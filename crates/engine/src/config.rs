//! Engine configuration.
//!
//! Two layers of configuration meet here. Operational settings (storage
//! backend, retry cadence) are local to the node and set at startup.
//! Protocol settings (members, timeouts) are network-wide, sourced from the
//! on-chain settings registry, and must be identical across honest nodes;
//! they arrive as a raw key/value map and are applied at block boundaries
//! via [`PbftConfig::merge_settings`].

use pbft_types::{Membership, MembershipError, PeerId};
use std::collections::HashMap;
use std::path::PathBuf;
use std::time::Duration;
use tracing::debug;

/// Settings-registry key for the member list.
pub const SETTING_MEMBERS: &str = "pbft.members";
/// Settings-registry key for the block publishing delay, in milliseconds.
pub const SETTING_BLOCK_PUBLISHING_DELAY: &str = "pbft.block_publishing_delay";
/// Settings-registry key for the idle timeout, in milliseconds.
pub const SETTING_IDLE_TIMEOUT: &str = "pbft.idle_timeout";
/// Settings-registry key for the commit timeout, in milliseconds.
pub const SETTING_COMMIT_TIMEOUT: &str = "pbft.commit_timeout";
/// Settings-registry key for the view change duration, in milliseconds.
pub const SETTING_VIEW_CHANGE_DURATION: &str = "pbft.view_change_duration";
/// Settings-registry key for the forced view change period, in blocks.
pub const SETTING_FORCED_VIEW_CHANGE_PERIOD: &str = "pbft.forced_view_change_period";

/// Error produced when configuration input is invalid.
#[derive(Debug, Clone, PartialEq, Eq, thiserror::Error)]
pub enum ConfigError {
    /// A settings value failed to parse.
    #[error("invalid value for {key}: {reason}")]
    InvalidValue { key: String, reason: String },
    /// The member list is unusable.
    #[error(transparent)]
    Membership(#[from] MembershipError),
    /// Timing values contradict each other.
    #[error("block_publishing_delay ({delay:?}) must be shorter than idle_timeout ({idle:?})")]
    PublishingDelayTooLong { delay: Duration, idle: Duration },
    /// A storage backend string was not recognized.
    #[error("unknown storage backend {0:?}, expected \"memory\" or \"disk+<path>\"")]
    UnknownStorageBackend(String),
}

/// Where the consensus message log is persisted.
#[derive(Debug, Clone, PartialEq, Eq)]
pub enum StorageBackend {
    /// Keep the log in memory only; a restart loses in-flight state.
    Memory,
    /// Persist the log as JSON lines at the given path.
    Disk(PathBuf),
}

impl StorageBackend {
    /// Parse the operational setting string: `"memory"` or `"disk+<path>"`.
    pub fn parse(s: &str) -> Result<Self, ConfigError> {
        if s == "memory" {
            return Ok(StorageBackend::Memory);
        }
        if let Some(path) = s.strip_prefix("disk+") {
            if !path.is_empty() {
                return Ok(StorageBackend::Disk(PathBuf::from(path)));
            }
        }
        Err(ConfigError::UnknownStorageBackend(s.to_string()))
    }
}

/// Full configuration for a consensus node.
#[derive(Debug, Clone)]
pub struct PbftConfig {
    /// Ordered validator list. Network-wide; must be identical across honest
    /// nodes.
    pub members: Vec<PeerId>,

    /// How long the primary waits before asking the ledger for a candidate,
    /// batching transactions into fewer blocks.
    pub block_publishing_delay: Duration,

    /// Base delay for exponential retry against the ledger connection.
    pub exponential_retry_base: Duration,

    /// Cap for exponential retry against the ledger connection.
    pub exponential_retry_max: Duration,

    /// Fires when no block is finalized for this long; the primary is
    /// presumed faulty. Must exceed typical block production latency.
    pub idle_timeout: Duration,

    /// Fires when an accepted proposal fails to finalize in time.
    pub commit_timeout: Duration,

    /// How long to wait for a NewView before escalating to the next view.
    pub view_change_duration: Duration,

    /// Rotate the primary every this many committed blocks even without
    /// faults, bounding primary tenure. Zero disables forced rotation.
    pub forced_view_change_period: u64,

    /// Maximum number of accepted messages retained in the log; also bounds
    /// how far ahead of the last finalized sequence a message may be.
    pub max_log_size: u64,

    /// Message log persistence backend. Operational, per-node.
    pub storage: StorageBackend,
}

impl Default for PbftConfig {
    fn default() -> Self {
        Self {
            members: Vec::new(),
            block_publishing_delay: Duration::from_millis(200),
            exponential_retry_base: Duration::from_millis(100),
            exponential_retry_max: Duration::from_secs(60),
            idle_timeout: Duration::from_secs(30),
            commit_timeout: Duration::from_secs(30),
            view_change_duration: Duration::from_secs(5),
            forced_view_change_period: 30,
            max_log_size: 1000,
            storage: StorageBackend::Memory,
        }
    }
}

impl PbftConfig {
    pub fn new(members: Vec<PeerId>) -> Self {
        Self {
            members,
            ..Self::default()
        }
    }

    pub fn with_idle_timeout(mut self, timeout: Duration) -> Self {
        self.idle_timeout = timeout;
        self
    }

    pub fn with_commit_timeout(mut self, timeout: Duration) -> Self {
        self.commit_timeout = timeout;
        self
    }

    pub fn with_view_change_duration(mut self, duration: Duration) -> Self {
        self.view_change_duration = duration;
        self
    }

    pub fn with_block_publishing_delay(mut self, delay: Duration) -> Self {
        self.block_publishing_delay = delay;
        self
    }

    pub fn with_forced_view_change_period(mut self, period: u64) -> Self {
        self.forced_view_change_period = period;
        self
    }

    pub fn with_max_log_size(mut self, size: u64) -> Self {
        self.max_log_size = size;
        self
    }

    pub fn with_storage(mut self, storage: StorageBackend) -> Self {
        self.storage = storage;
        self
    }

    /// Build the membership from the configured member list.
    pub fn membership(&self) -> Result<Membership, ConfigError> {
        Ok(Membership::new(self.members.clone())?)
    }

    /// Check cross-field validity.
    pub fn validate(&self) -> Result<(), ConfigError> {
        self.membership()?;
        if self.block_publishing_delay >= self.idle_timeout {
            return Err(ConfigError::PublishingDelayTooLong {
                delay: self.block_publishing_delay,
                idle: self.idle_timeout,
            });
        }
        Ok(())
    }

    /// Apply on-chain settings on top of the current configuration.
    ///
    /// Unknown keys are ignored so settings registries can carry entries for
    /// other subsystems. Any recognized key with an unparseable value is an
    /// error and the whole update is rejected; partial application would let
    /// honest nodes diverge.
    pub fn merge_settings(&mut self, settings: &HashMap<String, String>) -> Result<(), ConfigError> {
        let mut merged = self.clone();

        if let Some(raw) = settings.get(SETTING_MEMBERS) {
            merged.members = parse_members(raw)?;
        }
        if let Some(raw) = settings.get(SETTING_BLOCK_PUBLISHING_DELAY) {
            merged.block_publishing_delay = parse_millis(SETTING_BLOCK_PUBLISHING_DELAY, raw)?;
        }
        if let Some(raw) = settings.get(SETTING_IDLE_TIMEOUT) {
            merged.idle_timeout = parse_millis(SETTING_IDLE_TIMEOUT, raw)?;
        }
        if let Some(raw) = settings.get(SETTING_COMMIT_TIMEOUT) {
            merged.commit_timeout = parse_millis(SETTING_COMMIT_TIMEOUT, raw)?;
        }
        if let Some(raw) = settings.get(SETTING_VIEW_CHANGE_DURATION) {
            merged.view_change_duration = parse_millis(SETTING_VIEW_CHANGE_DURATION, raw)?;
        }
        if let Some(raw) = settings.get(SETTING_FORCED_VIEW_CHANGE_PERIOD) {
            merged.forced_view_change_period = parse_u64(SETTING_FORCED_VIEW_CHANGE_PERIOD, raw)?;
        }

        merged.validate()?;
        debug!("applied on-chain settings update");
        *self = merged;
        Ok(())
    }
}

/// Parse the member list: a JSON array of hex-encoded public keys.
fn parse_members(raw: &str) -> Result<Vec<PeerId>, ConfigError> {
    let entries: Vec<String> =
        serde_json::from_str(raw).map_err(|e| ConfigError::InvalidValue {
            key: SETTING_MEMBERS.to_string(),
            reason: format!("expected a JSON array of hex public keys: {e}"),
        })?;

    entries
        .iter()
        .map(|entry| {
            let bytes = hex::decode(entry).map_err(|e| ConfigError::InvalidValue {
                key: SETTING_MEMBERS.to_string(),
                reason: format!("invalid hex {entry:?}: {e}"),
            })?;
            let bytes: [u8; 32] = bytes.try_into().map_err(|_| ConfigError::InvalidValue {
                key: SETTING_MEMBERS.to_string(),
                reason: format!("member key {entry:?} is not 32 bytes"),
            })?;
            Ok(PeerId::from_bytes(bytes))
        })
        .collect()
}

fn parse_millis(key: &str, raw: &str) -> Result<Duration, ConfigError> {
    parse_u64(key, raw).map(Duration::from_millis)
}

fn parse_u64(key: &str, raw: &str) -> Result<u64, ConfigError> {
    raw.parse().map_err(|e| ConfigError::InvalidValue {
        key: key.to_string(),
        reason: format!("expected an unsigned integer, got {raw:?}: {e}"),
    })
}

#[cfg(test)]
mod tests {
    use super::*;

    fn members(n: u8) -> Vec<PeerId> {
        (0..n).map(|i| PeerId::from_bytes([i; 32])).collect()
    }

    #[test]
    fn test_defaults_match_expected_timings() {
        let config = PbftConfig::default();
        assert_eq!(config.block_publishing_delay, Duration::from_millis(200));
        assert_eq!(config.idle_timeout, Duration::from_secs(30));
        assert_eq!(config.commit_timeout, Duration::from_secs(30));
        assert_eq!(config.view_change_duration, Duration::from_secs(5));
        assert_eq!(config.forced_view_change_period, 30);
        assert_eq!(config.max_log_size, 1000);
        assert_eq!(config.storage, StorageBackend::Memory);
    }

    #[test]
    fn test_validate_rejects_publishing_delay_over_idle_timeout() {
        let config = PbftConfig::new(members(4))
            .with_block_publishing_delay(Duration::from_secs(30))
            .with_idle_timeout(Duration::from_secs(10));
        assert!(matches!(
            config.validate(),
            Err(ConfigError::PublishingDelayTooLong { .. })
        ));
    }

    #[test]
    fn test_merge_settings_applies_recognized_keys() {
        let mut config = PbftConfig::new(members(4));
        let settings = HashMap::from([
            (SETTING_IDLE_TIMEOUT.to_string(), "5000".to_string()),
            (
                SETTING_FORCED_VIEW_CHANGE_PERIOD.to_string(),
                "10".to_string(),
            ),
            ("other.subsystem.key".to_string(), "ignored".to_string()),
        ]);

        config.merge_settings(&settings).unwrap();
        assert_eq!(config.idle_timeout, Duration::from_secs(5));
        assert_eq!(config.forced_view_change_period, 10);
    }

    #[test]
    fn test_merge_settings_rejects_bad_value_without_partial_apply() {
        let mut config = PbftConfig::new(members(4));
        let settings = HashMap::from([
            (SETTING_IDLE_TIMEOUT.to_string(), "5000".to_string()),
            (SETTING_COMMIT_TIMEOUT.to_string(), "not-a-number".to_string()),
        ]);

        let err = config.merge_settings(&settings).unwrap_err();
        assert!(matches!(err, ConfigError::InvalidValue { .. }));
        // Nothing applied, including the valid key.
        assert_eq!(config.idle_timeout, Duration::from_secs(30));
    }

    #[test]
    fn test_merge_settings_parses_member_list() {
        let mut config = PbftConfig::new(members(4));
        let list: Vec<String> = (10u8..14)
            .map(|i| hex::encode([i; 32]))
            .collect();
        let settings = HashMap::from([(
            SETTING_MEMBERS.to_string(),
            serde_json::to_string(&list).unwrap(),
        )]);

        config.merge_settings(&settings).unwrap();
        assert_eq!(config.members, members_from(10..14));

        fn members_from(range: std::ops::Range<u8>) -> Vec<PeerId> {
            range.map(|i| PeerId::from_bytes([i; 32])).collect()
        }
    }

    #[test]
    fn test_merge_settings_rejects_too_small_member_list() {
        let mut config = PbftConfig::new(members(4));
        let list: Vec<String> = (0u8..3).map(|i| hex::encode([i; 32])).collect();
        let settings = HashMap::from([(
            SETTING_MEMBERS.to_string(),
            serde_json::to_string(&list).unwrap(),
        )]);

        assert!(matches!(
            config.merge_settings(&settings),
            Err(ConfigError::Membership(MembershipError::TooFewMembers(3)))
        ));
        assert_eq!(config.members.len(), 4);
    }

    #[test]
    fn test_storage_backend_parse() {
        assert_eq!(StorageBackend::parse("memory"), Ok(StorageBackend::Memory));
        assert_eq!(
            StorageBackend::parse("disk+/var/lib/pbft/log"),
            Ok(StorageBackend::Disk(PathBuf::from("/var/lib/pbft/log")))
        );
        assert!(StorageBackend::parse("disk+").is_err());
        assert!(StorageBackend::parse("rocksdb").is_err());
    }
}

----------------

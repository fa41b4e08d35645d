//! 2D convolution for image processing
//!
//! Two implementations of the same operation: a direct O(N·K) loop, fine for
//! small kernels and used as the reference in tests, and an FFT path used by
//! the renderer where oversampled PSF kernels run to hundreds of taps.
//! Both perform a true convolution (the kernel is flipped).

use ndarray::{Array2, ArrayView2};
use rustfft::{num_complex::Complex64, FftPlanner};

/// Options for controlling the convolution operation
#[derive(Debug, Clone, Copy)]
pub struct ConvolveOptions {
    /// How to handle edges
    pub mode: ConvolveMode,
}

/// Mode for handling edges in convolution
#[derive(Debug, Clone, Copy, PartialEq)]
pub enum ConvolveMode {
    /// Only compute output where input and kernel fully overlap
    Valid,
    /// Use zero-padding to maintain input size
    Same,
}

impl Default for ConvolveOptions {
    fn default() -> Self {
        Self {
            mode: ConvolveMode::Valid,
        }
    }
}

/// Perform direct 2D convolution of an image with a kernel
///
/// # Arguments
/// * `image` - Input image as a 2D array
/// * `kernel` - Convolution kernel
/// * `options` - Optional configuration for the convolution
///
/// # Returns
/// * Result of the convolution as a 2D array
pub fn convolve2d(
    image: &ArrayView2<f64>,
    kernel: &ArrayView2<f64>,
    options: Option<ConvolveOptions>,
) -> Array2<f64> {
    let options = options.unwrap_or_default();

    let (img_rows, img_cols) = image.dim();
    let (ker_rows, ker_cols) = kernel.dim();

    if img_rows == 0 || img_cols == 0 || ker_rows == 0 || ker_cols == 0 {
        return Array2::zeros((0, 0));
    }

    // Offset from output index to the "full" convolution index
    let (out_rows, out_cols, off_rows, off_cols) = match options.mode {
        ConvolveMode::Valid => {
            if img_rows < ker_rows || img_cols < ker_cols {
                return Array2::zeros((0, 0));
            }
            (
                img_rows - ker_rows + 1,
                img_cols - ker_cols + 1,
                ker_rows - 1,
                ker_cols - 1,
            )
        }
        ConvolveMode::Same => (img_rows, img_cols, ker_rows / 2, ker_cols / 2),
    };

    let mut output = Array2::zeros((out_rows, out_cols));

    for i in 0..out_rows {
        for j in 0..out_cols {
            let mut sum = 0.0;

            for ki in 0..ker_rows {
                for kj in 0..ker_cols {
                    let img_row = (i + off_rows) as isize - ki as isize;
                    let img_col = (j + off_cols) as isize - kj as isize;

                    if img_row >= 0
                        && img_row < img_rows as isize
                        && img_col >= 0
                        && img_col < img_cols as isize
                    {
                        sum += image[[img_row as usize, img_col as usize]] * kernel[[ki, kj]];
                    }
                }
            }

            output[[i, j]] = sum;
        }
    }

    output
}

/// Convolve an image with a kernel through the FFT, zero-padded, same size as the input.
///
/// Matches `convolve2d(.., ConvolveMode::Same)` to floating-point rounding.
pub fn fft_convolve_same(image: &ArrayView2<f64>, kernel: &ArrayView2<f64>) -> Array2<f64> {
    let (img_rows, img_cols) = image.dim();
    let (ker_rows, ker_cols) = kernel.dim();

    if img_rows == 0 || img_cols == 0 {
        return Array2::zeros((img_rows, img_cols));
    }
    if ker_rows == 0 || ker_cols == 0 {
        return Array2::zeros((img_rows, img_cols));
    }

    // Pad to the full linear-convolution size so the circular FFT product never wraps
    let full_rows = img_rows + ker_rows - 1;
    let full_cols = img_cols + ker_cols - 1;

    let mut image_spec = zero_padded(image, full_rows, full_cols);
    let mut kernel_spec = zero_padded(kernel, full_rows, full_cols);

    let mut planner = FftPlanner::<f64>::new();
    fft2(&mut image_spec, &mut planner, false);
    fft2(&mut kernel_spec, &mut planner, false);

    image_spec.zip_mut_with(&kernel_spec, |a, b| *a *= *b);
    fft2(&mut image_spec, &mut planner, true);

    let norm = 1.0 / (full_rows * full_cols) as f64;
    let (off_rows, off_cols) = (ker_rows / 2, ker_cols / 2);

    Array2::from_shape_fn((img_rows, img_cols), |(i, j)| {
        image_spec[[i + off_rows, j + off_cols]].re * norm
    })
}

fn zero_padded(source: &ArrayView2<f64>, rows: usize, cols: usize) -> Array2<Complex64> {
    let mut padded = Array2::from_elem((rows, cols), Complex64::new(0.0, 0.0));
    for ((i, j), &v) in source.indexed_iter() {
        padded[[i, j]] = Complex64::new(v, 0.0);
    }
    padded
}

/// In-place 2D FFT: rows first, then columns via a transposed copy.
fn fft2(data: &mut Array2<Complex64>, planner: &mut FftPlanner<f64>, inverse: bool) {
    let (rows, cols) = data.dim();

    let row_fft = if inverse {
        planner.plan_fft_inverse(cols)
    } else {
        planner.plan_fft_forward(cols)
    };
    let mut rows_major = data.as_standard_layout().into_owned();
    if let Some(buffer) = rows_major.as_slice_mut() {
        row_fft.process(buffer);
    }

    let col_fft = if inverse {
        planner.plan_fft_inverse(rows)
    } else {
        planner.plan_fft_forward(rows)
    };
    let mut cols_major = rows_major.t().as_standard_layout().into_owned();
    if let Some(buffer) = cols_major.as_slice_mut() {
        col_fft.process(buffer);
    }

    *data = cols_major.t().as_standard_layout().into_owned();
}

----------------

REQUIRED ACTION
Your answer should consist solely of the lines above from the line with "into fewer blocks." to the line with "the primary is", both included, reproduced exactly.

ANSWER BOX
    /// batching transactions into fewer blocks.
    pub block_publishing_delay: Duration,

    /// Base delay for exponential retry against the ledger connection.
    pub exponential_retry_base: Duration,

    /// Cap for exponential retry against the ledger connection.
    pub exponential_retry_max: Duration,

    /// Fires when no block is finalized for this long; the primary is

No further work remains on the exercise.